___ Data to use

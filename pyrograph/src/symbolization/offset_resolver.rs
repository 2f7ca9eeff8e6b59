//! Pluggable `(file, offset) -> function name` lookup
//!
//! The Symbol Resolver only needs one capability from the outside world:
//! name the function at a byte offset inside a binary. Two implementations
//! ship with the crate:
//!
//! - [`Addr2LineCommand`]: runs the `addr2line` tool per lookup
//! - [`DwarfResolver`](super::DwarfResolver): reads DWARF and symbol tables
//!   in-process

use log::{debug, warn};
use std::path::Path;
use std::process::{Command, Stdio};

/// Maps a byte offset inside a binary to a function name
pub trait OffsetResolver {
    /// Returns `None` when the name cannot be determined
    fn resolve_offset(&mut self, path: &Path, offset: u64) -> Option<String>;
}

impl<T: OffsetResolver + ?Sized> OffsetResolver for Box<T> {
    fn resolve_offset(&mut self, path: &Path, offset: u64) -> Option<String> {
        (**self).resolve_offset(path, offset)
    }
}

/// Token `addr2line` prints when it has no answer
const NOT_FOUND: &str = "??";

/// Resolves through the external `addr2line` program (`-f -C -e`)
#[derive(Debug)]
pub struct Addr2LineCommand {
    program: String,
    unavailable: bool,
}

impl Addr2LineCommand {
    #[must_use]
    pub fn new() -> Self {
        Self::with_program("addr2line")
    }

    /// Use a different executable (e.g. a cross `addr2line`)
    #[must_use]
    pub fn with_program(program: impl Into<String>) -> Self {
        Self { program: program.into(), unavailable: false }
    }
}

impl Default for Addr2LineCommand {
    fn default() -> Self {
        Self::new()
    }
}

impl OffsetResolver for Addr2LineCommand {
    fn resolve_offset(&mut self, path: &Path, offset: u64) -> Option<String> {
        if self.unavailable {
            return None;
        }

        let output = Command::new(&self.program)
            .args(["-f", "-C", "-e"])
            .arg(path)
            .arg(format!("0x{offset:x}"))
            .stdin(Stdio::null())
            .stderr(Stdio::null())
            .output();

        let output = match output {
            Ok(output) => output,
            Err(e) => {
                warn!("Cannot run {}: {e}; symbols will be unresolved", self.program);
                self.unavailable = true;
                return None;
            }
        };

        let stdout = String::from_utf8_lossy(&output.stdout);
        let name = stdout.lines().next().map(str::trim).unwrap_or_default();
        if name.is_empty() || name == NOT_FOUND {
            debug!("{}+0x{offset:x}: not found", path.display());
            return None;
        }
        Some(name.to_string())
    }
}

______

Problem description.
The full listing must be copied exactly, every line included.

Result.
filename pyrograph/src/symbolization/offset_resolver.rs
repository 2f7ca9eeff8e6b59
//! Pluggable `(file, offset) -> function name` lookup
//!
//! The Symbol Resolver only needs one capability from the outside world:
//! name the function at a byte offset inside a binary. Two implementations
//! ship with the crate:
//!
//! - [`Addr2LineCommand`]: runs the `addr2line` tool per lookup
//! - [`DwarfResolver`](super::DwarfResolver): reads DWARF and symbol tables
//!   in-process

use log::{debug, warn};
use std::path::Path;
use std::process::{Command, Stdio};

/// Maps a byte offset inside a binary to a function name
pub trait OffsetResolver {
    /// Returns `None` when the name cannot be determined
    fn resolve_offset(&mut self, path: &Path, offset: u64) -> Option<String>;
}

impl<T: OffsetResolver + ?Sized> OffsetResolver for Box<T> {
    fn resolve_offset(&mut self, path: &Path, offset: u64) -> Option<String> {
        (**self).resolve_offset(path, offset)
    }
}

/// Token `addr2line` prints when it has no answer
const NOT_FOUND: &str = "??";

/// Resolves through the external `addr2line` program (`-f -C -e`)
#[derive(Debug)]
pub struct Addr2LineCommand {
    program: String,
    unavailable: bool,
}

impl Addr2LineCommand {
    #[must_use]
    pub fn new() -> Self {
        Self::with_program("addr2line")
    }

    /// Use a different executable (e.g. a cross `addr2line`)
    #[must_use]
    pub fn with_program(program: impl Into<String>) -> Self {
        Self { program: program.into(), unavailable: false }
    }
}

impl Default for Addr2LineCommand {
    fn default() -> Self {
        Self::new()
    }
}

impl OffsetResolver for Addr2LineCommand {
    fn resolve_offset(&mut self, path: &Path, offset: u64) -> Option<String> {
        if self.unavailable {
            return None;
        }

        let output = Command::new(&self.program)
            .args(["-f", "-C", "-e"])
            .arg(path)
            .arg(format!("0x{offset:x}"))
            .stdin(Stdio::null())
            .stderr(Stdio::null())
            .output();

        let output = match output {
            Ok(output) => output,
            Err(e) => {
                warn!("Cannot run {}: {e}; symbols will be unresolved", self.program);
                self.unavailable = true;
                return None;
            }
        };

        let stdout = String::from_utf8_lossy(&output.stdout);
        let name = stdout.lines().next().map(str::trim).unwrap_or_default();
        if name.is_empty() || name == NOT_FOUND {
            debug!("{}+0x{offset:x}: not found", path.display());
            return None;
        }
        Some(name.to_string())
    }
}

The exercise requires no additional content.